▸ **ASSIGNMENT**: Report each line of the entries below that has the word "bound" in it.

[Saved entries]
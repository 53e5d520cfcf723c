//! moviegraph-writer: Command-line movie record writer.
//!
//! Loads connection settings, builds a movie record request from flags or a
//! JSON file, writes it through a scoped graph session, and reports the result.

pub mod cli;
pub mod error;
pub mod report;
pub mod run;
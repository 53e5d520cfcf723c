//! Configuration management for MovieGraph.
//!
//! Configuration is loaded from (in priority order):
//! 1. Environment variables (`MOVIEGRAPH__` prefix, `__` separator,
//!    e.g. `MOVIEGRAPH__NEO4J__PASSWORD`)
//! 2. Config file (`moviegraph.toml` by default)
//! 3. Defaults
//!
//! The Neo4j password has no default and must come from one of the first two.

use serde::Deserialize;

use crate::error::MovieGraphError;
use crate::types::RelationshipType;

/// Top-level settings.
#[derive(Debug, Clone, Default, Deserialize)]
pub struct Settings {
    #[serde(default)]
    pub neo4j: Neo4jSettings,

    #[serde(default)]
    pub writer: WriterSettings,
}

/// Neo4j connection settings (`[neo4j]` section).
#[derive(Debug, Clone, Deserialize)]
pub struct Neo4jSettings {
    /// Bolt endpoint, e.g. `bolt://localhost:7687`.
    #[serde(default = "default_uri")]
    pub uri: String,

    #[serde(default = "default_user")]
    pub user: String,

    /// Empty string is accepted for servers running without auth.
    #[serde(default)]
    pub password: Option<String>,

    #[serde(default = "default_max_connections")]
    pub max_connections: u32,

    #[serde(default = "default_fetch_size")]
    pub fetch_size: usize,

    /// Upper bound on connect + ping, in seconds.
    #[serde(default = "default_connect_timeout")]
    pub connect_timeout_secs: u64,

    /// Upper bound on a single statement, in seconds.
    #[serde(default = "default_query_timeout")]
    pub query_timeout_secs: u64,
}

/// Writer behavior (`[writer]` section).
#[derive(Debug, Clone, Default, Deserialize)]
pub struct WriterSettings {
    /// Relationship type for the Country -> Movie edge.
    #[serde(default)]
    pub country_edge: RelationshipType,
}

impl Neo4jSettings {
    /// The configured password, or a config error if none was supplied.
    pub fn require_password(&self) -> Result<&str, MovieGraphError> {
        self.password.as_deref().ok_or_else(|| {
            MovieGraphError::Config(
                "neo4j.password is not set (use MOVIEGRAPH__NEO4J__PASSWORD or the config file)"
                    .to_string(),
            )
        })
    }
}

fn default_uri() -> String {
    "bolt://localhost:7687".to_string()
}

fn default_user() -> String {
    "neo4j".to_string()
}

fn default_max_connections() -> u32 {
    4
}

fn default_fetch_size() -> usize {
    256
}

fn default_connect_timeout() -> u64 {
    10
}

fn default_query_timeout() -> u64 {
    30
}

impl Default for Neo4jSettings {
    fn default() -> Self {
        Self {
            uri: default_uri(),
            user: default_user(),
            password: None,
            max_connections: default_max_connections(),
            fetch_size: default_fetch_size(),
            connect_timeout_secs: default_connect_timeout(),
            query_timeout_secs: default_query_timeout(),
        }
    }
}

/// Load settings from `<file_prefix>.{toml,yaml,json,...}` and the process environment.
pub fn load_settings(file_prefix: &str) -> Result<Settings, MovieGraphError> {
    load_settings_with_env(file_prefix, None)
}

/// Like [`load_settings`], but reads environment variables from `env`
/// instead of the process environment when it is `Some`.
pub fn load_settings_with_env(
    file_prefix: &str,
    env: Option<config::Map<String, String>>,
) -> Result<Settings, MovieGraphError> {
    let cfg = config::Config::builder()
        .add_source(config::File::with_name(file_prefix).required(false))
        .add_source(
            config::Environment::with_prefix("MOVIEGRAPH")
                .separator("__")
                .source(env),
        )
        .build()?;

    let settings: Settings = cfg.try_deserialize()?;
    tracing::debug!(
        uri = %settings.neo4j.uri,
        user = %settings.neo4j.user,
        country_edge = %settings.writer.country_edge,
        "Loaded settings"
    );
    Ok(settings)
}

▸ **TASK RESULT**:
    /// Upper bound on connect + ping, in seconds.
    /// Upper bound on a single statement, in seconds.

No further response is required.